Effective rescue treatment with vemurafenib of an infant with high-risk Langerhans cell histiocytosis.

INTRODUCTION

The recently identified role of a BRAF somatic mutation in the pathophysiology of Langerhans cell histiocytosis (LCH) offers new therapeutic options. Herein we describe the case of a 10-month-old infant with refractory high-risk LCH successfully treated with vemurafenib.

OBSERVATION

The patient first presented with cutaneous LCH at the age of 2 months. The disease remained undiagnosed until she was 6 months old, when it rapidly evolved to a multisystemic high-risk and life-threatening disease, refractory to 2 lines of chemotherapy. BRAFV600E mutation was found at skin biopsy, and targeted therapy with vemurafenib was started when she was 10 months old.
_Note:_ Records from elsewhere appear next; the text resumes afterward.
//! # Configuration Management
//!
//! Configuration structures for the usage analytics engine, loaded from TOML
//! with environment overrides for deployment-specific values.

use crate::error::{AnalyticsError, Result};
use chrono::FixedOffset;
use counter_store::date::zone_from_offset;
use counter_store::StoreConfig;
use serde::{Deserialize, Serialize};
use std::path::Path;

/// Overrides `storage.database_url`
pub const ENV_DATABASE_URL: &str = "ANALYTICS_DATABASE_URL";
/// Overrides `time.utc_offset_secs`
pub const ENV_UTC_OFFSET_SECS: &str = "ANALYTICS_UTC_OFFSET_SECS";

/// Main configuration for the analytics engine
#[derive(Debug, Clone, Serialize, Deserialize, Default)]
#[serde(default)]
pub struct AnalyticsConfig {
    /// Counter store configuration
    pub storage: StoreConfig,
    /// Date normalisation
    pub time: TimeConfig,
    /// Local event dispatch
    pub ingestion: IngestionConfig,
    /// Log output
    pub logging: LoggingConfig,
}

/// Date normalisation configuration
#[derive(Debug, Clone, Serialize, Deserialize)]
pub struct TimeConfig {
    /// Fixed offset from UTC used for every date boundary and hour-of-day
    pub utc_offset_secs: i32,
}

impl Default for TimeConfig {
    fn default() -> Self {
        Self { utc_offset_secs: 8 * 3600 }
    }
}

/// Ingestion configuration
#[derive(Debug, Clone, Serialize, Deserialize)]
pub struct IngestionConfig {
    /// Events processed concurrently by the local dispatcher
    pub max_concurrent_events: usize,
    /// Bounded queue size in front of the dispatcher
    pub queue_capacity: usize,
}

impl Default for IngestionConfig {
    fn default() -> Self {
        Self { max_concurrent_events: 64, queue_capacity: 10_000 }
    }
}

/// Logging configuration
#[derive(Debug, Clone, Serialize, Deserialize)]
pub struct LoggingConfig {
    /// Default filter directive when `RUST_LOG` is unset
    pub level: String,
    /// Emit JSON lines instead of human-readable output
    pub json: bool,
}

impl Default for LoggingConfig {
    fn default() -> Self {
        Self { level: "info".to_string(), json: false }
    }
}

impl AnalyticsConfig {
    /// Load configuration from file, apply environment overrides and validate
    pub fn load_from_file(path: impl AsRef<Path>) -> Result<Self> {
        let content = std::fs::read_to_string(path)?;
        let mut config: AnalyticsConfig = toml::from_str(&content)?;
        config.apply_overrides(|key| std::env::var(key).ok())?;
        config.validate()?;
        Ok(config)
    }

    /// Save configuration to file
    pub fn save_to_file(&self, path: impl AsRef<Path>) -> Result<()> {
        let content = toml::to_string_pretty(self)?;
        std::fs::write(path, content)?;
        Ok(())
    }

    /// Apply overrides from a key lookup (the process environment in production)
    pub fn apply_overrides<F>(&mut self, lookup: F) -> Result<()>
    where
        F: Fn(&str) -> Option<String>,
    {
        if let Some(url) = lookup(ENV_DATABASE_URL) {
            self.storage.database_url = url;
        }
        if let Some(offset) = lookup(ENV_UTC_OFFSET_SECS) {
            self.time.utc_offset_secs = offset.trim().parse().map_err(|_| {
                AnalyticsError::config(format!("{ENV_UTC_OFFSET_SECS} is not an integer: {offset}"))
            })?;
        }
        Ok(())
    }

    /// Validate the configuration
    pub fn validate(&self) -> Result<()> {
        self.storage.validate().map_err(AnalyticsError::config)?;

        if zone_from_offset(self.time.utc_offset_secs).is_none() {
            return Err(AnalyticsError::config(format!(
                "utc_offset_secs out of range: {}",
                self.time.utc_offset_secs
            )));
        }
        if self.ingestion.max_concurrent_events == 0 {
            return Err(AnalyticsError::config("max_concurrent_events must be greater than 0"));
        }
        if self.ingestion.queue_capacity == 0 {
            return Err(AnalyticsError::config("queue_capacity must be greater than 0"));
        }
        Ok(())
    }

    /// Time zone used for date normalisation
    pub fn zone(&self) -> Result<FixedOffset> {
        zone_from_offset(self.time.utc_offset_secs).ok_or_else(|| {
            AnalyticsError::config(format!(
                "utc_offset_secs out of range: {}",
                self.time.utc_offset_secs
            ))
        })
    }
}

#[cfg(test)]
mod tests {
    use super::*;
    use counter_store::BackendKind;
    use tempfile::TempDir;

    #[test]
    fn test_default_config_is_valid() {
        let config = AnalyticsConfig::default();
        assert!(config.validate().is_ok());
        assert_eq!(config.zone().unwrap().local_minus_utc(), 8 * 3600);
    }

    #[test]
    fn test_config_file_round_trip() {
        let dir = TempDir::new().unwrap();
        let path = dir.path().join("analytics.toml");

        let mut config = AnalyticsConfig::default();
        config.storage.backend = BackendKind::Postgres;
        config.ingestion.max_concurrent_events = 8;
        config.save_to_file(&path).unwrap();

        let loaded = AnalyticsConfig::load_from_file(&path).unwrap();
        assert_eq!(loaded.storage.backend, BackendKind::Postgres);
        assert_eq!(loaded.ingestion.max_concurrent_events, 8);
    }

    #[test]
    fn test_partial_file_uses_defaults() {
        let dir = TempDir::new().unwrap();
        let path = dir.path().join("analytics.toml");
        std::fs::write(&path, "[time]\nutc_offset_secs = 0\n").unwrap();

        let loaded = AnalyticsConfig::load_from_file(&path).unwrap();
        assert_eq!(loaded.time.utc_offset_secs, 0);
        assert_eq!(loaded.ingestion.queue_capacity, 10_000);
    }

    #[test]
    fn test_overrides() {
        let mut config = AnalyticsConfig::default();
        config
            .apply_overrides(|key| match key {
                ENV_DATABASE_URL => Some("postgresql://db/analytics".to_string()),
                ENV_UTC_OFFSET_SECS => Some("-18000".to_string()),
                _ => None,
            })
            .unwrap();
        assert_eq!(config.storage.database_url, "postgresql://db/analytics");
        assert_eq!(config.time.utc_offset_secs, -18_000);

        let bad = config.apply_overrides(|key| {
            (key == ENV_UTC_OFFSET_SECS).then(|| "eight".to_string())
        });
        assert!(matches!(bad, Err(AnalyticsError::Config(_))));
    }

    #[test]
    fn test_rejects_out_of_range_offset() {
        let mut config = AnalyticsConfig::default();
        config.time.utc_offset_secs = 90_000;
        assert!(config.validate().is_err());
    }
}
The treatment induced a fast and sustained response, but rapid relapse occurred after treatment discontinuation, leading to resumption of treatment, once more resulting in a sustained response.

CONCLUSION

Our case highlights the first-line role of dermatologists in establishing the diagnosis of LCH, especially in children, in whom the eruption may be difficult to identify, leading to delayed diagnosis. Targeted therapy with vemurafenib has recently been described in children in this indication and our results support its efficacy, highlighting the need for prolonged treatment and raising the question of maintenance therapy, as well as the necessity for large-scale and long-term studies.